=== Begin Enclosure ===

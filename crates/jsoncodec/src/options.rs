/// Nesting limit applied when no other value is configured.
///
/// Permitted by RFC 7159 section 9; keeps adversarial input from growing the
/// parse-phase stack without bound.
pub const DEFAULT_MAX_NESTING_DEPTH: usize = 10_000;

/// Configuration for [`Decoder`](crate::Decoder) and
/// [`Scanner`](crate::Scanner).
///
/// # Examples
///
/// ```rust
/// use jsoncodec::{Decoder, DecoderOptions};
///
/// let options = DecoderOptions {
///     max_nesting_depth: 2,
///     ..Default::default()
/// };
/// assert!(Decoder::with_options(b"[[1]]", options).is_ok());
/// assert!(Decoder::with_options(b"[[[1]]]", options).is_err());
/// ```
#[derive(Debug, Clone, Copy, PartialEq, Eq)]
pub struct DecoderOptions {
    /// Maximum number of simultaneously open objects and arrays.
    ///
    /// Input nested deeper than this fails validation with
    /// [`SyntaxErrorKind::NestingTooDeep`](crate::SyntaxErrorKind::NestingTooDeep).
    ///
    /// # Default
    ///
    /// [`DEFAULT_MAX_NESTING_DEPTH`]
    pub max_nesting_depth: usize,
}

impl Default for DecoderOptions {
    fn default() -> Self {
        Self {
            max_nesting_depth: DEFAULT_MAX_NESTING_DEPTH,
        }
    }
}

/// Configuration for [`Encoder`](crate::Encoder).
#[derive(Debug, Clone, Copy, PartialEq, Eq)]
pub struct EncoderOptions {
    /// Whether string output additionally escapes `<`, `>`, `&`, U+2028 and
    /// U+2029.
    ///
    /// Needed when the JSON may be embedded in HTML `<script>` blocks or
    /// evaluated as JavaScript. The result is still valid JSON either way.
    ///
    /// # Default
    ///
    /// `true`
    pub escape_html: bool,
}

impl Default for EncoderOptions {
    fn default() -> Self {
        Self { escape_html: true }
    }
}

=== End Enclosure ===

### WORK INSTRUCTION
Could you retype the whole listing above without altering a word?

### SOLUTION TO THE EXERCISE
filename crates/jsoncodec/src/options.rs
/// Nesting limit applied when no other value is configured.
///
/// Permitted by RFC 7159 section 9; keeps adversarial input from growing the
/// parse-phase stack without bound.
pub const DEFAULT_MAX_NESTING_DEPTH: usize = 10_000;

/// Configuration for [`Decoder`](crate::Decoder) and
/// [`Scanner`](crate::Scanner).
///
/// # Examples
///
/// ```rust
/// use jsoncodec::{Decoder, DecoderOptions};
///
/// let options = DecoderOptions {
///     max_nesting_depth: 2,
///     ..Default::default()
/// };
/// assert!(Decoder::with_options(b"[[1]]", options).is_ok());
/// assert!(Decoder::with_options(b"[[[1]]]", options).is_err());
/// ```
#[derive(Debug, Clone, Copy, PartialEq, Eq)]
pub struct DecoderOptions {
    /// Maximum number of simultaneously open objects and arrays.
    ///
    /// Input nested deeper than this fails validation with
    /// [`SyntaxErrorKind::NestingTooDeep`](crate::SyntaxErrorKind::NestingTooDeep).
    ///
    /// # Default
    ///
    /// [`DEFAULT_MAX_NESTING_DEPTH`]
    pub max_nesting_depth: usize,
}

impl Default for DecoderOptions {
    fn default() -> Self {
        Self {
            max_nesting_depth: DEFAULT_MAX_NESTING_DEPTH,
        }
    }
}

/// Configuration for [`Encoder`](crate::Encoder).
#[derive(Debug, Clone, Copy, PartialEq, Eq)]
pub struct EncoderOptions {
    /// Whether string output additionally escapes `<`, `>`, `&`, U+2028 and
    /// U+2029.
    ///
    /// Needed when the JSON may be embedded in HTML `<script>` blocks or
    /// evaluated as JavaScript. The result is still valid JSON either way.
    ///
    /// # Default
    ///
    /// `true`
    pub escape_html: bool,
}

impl Default for EncoderOptions {
    fn default() -> Self {
        Self { escape_html: true }
    }
}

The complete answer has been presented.